*Exercise instructions*. Please return every line in the entries below with the word "format" in it.

(Saved data entries)
━━━━━━━━━━━━━━━━━━━━
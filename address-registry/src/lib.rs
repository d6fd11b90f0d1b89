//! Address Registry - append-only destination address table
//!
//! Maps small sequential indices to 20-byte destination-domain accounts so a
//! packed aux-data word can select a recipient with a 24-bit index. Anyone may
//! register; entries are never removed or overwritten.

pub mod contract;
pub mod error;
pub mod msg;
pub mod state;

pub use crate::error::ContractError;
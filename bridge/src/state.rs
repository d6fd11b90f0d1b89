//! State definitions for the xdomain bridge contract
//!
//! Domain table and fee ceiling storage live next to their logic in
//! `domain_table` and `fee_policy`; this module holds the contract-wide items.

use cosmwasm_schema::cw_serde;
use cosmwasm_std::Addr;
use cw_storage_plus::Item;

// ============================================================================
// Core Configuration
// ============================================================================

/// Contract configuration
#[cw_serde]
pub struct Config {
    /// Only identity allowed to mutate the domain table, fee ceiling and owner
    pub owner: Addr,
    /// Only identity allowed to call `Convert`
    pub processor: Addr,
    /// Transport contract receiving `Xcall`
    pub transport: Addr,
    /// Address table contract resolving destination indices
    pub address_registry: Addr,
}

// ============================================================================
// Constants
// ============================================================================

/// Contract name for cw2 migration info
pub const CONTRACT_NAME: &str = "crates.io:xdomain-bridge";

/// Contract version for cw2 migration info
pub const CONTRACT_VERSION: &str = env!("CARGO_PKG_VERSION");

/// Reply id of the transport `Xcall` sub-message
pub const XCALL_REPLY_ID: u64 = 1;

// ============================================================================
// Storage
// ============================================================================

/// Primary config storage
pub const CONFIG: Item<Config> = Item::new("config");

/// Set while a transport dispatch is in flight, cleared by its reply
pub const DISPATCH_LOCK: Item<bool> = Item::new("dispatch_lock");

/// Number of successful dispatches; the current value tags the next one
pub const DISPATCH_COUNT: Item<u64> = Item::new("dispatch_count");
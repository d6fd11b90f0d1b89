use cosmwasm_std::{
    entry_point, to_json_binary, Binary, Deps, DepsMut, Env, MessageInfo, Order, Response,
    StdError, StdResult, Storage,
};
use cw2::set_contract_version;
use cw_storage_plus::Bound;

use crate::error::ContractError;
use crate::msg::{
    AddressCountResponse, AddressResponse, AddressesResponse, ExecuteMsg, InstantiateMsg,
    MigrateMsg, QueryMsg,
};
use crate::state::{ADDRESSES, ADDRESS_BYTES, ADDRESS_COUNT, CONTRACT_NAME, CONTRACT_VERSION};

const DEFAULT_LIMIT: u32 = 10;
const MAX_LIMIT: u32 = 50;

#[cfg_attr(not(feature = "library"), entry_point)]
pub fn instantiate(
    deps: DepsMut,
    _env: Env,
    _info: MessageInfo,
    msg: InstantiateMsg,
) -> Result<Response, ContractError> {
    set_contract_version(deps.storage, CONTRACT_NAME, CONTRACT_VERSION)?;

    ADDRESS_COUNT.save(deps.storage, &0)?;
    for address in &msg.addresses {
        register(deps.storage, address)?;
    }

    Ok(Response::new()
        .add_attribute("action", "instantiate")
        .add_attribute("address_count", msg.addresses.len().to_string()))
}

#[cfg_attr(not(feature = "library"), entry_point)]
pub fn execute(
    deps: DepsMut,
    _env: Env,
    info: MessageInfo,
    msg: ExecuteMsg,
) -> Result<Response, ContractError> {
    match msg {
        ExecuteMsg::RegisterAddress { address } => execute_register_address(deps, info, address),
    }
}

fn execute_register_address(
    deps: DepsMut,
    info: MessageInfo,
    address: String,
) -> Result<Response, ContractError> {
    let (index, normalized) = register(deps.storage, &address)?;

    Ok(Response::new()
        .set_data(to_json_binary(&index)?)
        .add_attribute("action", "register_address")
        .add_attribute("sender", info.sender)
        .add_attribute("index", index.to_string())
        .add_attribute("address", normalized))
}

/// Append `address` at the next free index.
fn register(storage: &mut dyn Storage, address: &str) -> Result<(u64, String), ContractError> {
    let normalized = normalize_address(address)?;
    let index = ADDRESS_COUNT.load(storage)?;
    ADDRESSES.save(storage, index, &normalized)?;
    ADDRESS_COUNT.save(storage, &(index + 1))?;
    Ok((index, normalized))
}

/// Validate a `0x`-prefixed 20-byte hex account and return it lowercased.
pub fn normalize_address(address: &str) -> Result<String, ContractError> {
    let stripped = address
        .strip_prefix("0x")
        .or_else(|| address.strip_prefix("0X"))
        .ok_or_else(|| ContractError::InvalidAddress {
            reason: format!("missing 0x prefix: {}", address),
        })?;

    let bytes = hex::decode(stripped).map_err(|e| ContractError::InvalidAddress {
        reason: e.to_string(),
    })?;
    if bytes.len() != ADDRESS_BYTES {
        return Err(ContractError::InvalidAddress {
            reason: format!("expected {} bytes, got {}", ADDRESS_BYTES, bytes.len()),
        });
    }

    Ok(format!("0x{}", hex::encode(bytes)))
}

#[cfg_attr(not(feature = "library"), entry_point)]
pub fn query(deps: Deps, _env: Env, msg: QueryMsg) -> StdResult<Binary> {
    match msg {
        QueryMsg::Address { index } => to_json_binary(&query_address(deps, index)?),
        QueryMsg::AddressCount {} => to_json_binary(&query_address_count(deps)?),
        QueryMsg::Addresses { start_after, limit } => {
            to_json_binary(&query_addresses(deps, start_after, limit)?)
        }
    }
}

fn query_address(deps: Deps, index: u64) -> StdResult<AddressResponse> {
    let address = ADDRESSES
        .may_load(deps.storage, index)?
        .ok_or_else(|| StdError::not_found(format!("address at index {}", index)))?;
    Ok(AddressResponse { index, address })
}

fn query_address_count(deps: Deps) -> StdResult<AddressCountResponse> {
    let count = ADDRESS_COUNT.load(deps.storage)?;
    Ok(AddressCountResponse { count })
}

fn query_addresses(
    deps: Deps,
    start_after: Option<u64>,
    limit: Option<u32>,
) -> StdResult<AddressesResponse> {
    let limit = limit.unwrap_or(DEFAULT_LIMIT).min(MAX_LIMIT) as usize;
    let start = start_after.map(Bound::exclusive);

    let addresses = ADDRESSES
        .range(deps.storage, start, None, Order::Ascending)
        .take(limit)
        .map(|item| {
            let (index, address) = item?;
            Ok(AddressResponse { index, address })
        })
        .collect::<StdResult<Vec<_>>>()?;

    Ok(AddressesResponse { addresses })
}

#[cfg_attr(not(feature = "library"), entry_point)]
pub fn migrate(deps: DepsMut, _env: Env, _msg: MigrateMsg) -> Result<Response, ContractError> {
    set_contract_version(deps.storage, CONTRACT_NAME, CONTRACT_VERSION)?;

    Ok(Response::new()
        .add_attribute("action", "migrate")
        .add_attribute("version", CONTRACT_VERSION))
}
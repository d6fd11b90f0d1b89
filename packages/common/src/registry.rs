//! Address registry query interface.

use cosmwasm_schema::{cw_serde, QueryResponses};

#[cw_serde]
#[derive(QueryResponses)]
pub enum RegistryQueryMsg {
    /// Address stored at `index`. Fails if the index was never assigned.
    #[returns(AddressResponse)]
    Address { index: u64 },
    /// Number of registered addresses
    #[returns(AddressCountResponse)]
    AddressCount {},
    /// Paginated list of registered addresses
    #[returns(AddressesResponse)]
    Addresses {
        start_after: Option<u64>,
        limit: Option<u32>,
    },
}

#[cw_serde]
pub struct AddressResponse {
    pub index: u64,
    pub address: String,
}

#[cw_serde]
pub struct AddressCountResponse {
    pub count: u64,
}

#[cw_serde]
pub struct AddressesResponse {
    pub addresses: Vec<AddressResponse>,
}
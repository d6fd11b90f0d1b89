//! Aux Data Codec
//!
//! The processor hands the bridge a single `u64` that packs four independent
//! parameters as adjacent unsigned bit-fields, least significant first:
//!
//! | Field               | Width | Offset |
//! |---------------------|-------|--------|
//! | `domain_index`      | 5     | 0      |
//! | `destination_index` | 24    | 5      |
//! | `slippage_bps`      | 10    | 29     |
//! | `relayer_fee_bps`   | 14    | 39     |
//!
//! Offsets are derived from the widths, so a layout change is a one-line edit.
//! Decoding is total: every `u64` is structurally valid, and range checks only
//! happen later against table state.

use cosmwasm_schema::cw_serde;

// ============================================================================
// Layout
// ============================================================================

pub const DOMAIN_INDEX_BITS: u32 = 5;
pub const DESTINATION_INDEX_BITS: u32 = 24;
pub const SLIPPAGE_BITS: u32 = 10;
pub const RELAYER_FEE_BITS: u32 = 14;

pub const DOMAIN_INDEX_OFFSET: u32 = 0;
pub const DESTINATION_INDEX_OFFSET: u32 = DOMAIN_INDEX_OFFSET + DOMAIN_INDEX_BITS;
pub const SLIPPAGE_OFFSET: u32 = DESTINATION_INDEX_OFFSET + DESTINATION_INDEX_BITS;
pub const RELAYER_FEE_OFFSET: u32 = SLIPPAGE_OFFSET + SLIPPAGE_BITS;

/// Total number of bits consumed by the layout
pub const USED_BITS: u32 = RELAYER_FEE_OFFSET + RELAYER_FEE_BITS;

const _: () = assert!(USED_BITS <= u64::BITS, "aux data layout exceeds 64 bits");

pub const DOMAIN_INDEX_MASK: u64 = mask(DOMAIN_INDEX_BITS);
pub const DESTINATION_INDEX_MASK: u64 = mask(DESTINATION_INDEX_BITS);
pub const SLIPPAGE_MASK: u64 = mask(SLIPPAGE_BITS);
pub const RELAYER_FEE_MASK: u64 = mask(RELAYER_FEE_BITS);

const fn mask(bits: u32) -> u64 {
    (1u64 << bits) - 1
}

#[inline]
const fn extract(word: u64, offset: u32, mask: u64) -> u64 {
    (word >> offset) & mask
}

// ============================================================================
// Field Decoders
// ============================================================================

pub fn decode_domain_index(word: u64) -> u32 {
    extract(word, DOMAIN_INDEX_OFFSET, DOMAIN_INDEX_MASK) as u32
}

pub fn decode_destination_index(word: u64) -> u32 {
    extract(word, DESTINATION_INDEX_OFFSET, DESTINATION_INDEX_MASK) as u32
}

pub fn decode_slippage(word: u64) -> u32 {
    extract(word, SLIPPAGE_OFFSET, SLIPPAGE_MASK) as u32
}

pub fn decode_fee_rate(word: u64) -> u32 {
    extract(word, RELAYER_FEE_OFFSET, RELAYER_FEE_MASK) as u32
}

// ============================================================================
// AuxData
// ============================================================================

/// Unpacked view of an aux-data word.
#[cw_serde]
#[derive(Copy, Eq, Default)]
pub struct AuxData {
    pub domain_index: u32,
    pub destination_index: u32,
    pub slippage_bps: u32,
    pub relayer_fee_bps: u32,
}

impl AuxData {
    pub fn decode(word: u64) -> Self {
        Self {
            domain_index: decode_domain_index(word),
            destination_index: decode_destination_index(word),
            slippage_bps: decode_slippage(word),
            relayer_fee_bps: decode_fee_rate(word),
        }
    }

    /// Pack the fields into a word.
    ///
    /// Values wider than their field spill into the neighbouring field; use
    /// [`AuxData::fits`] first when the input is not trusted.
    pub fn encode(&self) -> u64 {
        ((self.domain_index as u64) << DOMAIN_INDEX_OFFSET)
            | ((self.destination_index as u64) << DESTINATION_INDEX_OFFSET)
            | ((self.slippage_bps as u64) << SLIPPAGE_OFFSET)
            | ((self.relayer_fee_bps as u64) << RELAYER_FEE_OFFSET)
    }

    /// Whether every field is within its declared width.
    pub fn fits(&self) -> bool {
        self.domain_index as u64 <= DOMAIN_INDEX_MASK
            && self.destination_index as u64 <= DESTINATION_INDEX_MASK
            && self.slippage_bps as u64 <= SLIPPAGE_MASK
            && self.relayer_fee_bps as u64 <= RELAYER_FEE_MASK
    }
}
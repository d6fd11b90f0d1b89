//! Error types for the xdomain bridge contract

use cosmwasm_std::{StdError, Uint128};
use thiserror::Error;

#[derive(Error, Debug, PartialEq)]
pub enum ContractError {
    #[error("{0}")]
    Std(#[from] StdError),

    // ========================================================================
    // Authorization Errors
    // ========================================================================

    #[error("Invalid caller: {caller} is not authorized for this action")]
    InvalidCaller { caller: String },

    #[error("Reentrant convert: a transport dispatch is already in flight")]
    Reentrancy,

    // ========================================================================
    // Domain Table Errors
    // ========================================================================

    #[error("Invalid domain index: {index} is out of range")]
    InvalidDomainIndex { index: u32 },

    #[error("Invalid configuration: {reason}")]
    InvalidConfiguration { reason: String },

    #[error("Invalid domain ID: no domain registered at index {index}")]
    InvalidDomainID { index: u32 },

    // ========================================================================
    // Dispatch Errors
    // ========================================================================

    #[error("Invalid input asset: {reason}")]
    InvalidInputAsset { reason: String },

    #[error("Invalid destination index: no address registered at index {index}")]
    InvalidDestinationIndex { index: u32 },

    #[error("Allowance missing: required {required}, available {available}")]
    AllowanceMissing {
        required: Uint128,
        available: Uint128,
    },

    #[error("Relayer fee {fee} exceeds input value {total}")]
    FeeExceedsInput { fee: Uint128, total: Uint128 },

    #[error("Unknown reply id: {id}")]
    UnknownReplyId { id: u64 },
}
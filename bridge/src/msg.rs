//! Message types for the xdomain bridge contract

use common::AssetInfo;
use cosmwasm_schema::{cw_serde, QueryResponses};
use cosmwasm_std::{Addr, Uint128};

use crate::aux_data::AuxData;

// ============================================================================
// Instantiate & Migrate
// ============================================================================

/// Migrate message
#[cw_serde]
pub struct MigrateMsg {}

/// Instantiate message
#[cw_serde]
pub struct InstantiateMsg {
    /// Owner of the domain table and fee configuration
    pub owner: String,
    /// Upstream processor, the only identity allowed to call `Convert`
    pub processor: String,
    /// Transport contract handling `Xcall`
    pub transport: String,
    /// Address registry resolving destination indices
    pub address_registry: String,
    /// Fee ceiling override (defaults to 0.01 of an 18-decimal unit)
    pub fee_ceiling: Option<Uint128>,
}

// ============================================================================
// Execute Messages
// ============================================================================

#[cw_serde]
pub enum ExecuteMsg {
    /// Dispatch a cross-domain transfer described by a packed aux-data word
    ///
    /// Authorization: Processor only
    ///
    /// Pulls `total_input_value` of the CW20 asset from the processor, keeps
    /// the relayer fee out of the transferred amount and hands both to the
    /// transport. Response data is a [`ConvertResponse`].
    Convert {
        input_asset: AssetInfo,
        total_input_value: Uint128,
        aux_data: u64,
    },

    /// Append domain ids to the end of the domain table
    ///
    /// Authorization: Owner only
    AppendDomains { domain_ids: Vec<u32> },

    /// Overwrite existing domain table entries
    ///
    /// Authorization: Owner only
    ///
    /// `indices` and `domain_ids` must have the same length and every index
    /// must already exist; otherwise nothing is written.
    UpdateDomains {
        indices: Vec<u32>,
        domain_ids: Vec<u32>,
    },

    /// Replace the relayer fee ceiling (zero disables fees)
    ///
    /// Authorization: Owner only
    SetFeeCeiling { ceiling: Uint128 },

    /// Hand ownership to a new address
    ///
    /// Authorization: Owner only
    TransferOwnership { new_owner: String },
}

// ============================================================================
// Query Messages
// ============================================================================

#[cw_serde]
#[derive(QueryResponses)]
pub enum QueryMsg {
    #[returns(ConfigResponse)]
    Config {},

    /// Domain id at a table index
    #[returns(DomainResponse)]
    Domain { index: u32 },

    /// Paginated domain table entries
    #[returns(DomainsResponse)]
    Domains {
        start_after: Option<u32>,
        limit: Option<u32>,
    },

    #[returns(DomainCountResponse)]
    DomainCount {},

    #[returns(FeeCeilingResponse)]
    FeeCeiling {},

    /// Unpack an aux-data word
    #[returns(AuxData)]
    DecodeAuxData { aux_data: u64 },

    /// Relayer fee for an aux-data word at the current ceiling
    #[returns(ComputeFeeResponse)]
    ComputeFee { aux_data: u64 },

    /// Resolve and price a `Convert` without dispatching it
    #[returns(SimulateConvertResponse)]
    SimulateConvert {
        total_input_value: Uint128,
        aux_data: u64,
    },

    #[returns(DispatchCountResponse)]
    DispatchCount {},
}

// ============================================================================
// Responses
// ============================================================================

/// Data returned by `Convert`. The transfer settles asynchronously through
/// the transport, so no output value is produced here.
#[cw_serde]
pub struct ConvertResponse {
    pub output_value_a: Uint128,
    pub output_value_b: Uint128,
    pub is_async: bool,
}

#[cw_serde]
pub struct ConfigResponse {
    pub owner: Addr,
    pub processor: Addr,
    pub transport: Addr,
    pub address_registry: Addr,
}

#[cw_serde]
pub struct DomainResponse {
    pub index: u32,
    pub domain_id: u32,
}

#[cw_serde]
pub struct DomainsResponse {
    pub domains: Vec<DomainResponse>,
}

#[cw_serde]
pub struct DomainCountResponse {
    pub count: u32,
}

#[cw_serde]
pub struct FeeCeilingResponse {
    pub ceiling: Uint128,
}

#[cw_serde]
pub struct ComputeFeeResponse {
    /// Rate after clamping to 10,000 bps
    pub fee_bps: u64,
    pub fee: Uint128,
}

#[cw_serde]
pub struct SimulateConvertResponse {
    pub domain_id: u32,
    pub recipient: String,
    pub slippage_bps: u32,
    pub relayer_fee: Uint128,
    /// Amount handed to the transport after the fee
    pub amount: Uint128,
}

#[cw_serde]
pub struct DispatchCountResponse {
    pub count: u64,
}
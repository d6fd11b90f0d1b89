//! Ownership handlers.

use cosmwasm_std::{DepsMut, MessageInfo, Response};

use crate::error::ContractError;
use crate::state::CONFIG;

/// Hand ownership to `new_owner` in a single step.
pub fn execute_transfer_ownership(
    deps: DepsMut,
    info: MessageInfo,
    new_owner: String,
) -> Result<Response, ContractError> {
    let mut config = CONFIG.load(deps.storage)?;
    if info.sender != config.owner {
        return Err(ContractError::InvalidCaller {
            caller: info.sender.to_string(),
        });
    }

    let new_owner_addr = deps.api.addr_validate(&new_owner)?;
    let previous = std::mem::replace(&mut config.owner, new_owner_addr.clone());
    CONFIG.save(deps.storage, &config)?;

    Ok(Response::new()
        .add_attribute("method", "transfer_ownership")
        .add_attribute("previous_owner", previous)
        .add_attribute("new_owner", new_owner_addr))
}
━━━━━━━━━━━━━━━━━━━━
*Answer box*.
            reason: format!("missing 0x prefix: {}", address),
            reason: format!("expected {} bytes, got {}", ADDRESS_BYTES, bytes.len()),
    Ok(format!("0x{}", hex::encode(bytes)))
        .ok_or_else(|| StdError::not_found(format!("address at index {}", index)))?;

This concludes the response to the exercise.